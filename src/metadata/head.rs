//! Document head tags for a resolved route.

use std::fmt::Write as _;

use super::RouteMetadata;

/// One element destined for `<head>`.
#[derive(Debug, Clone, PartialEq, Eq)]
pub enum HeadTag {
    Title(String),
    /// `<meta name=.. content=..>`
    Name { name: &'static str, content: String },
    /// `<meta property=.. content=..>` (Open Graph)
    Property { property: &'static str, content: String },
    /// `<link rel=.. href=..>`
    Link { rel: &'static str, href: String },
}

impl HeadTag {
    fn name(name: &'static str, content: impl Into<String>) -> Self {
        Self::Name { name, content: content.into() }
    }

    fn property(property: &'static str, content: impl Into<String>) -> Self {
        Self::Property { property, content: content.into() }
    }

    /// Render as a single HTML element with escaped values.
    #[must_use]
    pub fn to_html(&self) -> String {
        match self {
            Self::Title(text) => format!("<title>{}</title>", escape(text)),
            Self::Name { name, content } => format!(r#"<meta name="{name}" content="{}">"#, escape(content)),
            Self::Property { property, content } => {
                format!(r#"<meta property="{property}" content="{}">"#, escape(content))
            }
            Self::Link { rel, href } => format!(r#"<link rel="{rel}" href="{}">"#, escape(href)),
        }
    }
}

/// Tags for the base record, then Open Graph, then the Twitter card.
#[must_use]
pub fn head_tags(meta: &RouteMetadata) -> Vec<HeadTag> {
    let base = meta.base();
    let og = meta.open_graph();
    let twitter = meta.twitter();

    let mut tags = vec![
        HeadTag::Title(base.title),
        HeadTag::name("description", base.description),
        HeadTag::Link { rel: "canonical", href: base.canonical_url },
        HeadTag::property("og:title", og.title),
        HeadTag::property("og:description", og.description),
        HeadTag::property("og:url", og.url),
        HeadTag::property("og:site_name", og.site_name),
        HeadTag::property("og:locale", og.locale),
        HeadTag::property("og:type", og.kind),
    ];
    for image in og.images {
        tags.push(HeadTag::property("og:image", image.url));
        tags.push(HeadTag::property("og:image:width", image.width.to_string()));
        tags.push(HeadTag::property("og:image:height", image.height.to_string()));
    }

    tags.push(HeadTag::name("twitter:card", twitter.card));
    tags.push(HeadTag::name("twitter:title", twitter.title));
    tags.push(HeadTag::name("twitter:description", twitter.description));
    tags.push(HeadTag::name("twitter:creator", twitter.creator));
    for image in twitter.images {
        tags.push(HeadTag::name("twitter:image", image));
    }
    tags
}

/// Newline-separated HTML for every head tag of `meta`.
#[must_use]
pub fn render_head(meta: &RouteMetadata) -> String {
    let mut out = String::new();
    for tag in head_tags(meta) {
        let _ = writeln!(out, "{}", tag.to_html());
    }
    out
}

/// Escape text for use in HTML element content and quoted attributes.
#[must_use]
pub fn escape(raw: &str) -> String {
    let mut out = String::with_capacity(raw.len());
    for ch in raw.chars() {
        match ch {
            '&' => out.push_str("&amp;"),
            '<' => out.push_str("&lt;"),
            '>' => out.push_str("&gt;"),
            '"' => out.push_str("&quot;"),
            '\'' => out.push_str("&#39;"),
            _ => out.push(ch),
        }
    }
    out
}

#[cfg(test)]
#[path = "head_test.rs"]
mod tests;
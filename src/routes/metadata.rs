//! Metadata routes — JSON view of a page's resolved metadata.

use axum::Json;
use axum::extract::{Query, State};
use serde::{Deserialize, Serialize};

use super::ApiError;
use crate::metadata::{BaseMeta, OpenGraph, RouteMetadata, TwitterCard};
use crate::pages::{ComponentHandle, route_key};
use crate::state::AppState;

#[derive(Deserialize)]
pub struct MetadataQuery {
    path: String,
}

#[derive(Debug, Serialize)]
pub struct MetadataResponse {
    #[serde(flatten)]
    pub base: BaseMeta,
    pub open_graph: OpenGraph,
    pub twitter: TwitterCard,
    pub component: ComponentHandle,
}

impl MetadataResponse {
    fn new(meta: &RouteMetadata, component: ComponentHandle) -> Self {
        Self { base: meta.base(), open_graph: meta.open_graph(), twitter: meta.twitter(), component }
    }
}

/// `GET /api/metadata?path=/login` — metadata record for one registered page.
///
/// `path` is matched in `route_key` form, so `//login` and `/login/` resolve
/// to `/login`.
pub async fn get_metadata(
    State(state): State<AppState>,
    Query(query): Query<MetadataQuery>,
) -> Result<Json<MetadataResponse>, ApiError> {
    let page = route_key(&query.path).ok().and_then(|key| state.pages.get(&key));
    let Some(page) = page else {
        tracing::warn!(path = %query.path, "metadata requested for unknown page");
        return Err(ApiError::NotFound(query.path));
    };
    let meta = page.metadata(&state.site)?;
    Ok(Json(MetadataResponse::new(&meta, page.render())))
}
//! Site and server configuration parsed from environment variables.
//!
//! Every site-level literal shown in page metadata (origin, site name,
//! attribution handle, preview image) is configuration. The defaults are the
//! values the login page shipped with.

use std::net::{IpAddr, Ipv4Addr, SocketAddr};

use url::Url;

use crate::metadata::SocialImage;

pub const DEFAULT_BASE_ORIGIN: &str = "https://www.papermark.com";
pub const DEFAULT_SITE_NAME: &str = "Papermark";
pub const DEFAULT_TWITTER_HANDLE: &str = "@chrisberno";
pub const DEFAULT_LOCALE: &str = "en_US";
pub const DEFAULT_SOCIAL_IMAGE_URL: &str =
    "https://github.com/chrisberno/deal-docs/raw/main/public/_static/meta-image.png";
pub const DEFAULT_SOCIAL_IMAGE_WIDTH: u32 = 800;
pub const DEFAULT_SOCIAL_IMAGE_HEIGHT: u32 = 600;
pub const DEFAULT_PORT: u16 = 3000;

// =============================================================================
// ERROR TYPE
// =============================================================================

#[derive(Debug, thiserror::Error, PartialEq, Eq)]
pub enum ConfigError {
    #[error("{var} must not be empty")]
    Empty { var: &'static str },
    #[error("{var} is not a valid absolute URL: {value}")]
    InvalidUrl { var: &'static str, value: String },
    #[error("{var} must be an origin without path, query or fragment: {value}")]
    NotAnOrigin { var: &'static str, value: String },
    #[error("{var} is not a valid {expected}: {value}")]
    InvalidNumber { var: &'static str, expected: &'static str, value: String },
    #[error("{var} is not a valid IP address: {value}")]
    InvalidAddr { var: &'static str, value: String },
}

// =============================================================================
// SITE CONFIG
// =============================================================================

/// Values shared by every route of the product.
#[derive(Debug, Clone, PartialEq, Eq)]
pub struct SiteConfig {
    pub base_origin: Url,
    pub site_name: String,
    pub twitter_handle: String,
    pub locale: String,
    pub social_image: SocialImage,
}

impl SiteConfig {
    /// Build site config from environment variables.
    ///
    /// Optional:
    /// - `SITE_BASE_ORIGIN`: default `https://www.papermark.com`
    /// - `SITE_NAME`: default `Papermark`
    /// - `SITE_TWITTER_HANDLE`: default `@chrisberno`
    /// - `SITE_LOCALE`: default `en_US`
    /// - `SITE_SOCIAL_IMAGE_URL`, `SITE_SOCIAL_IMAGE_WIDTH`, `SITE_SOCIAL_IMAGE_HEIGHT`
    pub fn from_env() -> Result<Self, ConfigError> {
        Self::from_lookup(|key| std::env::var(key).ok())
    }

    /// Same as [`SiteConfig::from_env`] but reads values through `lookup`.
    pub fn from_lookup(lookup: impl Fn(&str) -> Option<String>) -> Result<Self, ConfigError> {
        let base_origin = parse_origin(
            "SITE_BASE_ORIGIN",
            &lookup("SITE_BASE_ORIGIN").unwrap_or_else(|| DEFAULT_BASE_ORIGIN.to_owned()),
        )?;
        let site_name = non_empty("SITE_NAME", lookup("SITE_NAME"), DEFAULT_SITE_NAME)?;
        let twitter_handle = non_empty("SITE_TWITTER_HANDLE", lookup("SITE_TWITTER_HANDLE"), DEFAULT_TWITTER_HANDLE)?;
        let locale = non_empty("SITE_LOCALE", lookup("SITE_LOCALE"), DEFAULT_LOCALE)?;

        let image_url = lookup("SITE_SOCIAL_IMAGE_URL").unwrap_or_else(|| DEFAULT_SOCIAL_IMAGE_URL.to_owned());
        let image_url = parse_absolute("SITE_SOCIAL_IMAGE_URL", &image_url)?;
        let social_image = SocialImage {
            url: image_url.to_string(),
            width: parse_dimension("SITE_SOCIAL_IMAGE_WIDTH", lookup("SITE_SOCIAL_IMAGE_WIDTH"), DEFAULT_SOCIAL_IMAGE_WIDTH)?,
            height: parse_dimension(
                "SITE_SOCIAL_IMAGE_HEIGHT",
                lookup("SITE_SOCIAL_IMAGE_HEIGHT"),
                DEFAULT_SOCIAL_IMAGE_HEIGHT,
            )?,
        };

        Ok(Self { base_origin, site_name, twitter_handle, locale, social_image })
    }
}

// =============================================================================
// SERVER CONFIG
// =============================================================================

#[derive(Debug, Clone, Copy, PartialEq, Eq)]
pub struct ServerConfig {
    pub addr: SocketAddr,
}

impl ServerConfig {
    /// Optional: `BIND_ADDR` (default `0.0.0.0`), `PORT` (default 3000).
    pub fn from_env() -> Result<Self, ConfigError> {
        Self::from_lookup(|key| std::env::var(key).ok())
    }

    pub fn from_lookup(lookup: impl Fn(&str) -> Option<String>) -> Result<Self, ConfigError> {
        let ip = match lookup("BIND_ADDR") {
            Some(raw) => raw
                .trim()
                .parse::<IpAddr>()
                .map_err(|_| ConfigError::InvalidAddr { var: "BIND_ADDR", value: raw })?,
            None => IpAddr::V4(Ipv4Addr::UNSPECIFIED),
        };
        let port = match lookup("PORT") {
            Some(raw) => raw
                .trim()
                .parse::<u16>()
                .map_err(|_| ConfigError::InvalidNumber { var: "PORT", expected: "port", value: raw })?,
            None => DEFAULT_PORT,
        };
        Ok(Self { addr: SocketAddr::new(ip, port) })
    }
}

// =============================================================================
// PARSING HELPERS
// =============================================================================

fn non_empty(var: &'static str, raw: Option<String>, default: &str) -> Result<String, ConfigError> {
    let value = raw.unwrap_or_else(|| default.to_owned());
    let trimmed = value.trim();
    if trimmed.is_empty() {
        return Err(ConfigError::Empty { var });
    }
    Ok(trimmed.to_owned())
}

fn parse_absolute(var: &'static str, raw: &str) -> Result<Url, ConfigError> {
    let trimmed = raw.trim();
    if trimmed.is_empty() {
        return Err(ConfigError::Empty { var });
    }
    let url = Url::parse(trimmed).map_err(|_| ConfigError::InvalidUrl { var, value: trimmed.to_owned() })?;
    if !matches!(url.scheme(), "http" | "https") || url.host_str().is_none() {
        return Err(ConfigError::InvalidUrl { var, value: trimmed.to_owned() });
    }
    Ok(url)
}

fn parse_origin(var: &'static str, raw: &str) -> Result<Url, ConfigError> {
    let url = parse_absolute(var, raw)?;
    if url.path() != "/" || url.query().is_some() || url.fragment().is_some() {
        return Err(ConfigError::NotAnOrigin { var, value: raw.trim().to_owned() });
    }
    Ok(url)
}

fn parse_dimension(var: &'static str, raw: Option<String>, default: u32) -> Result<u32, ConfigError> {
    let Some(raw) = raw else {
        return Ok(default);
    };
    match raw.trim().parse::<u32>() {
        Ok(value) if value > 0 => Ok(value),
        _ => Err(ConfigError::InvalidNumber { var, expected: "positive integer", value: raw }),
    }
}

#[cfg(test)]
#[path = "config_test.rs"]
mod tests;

*What you need to do*: Copy range, inclusive: the line holding "let value = raw.unwrap_or_else(||" to the line holding "let trimmed = raw.trim();". Reproduce exactly those lines of the records above and no others.

*Output of the exercise*:
    let value = raw.unwrap_or_else(|| default.to_owned());
    let trimmed = value.trim();
    if trimmed.is_empty() {
        return Err(ConfigError::Empty { var });
    }
    Ok(trimmed.to_owned())
}

fn parse_absolute(var: &'static str, raw: &str) -> Result<Url, ConfigError> {
    let trimmed = raw.trim();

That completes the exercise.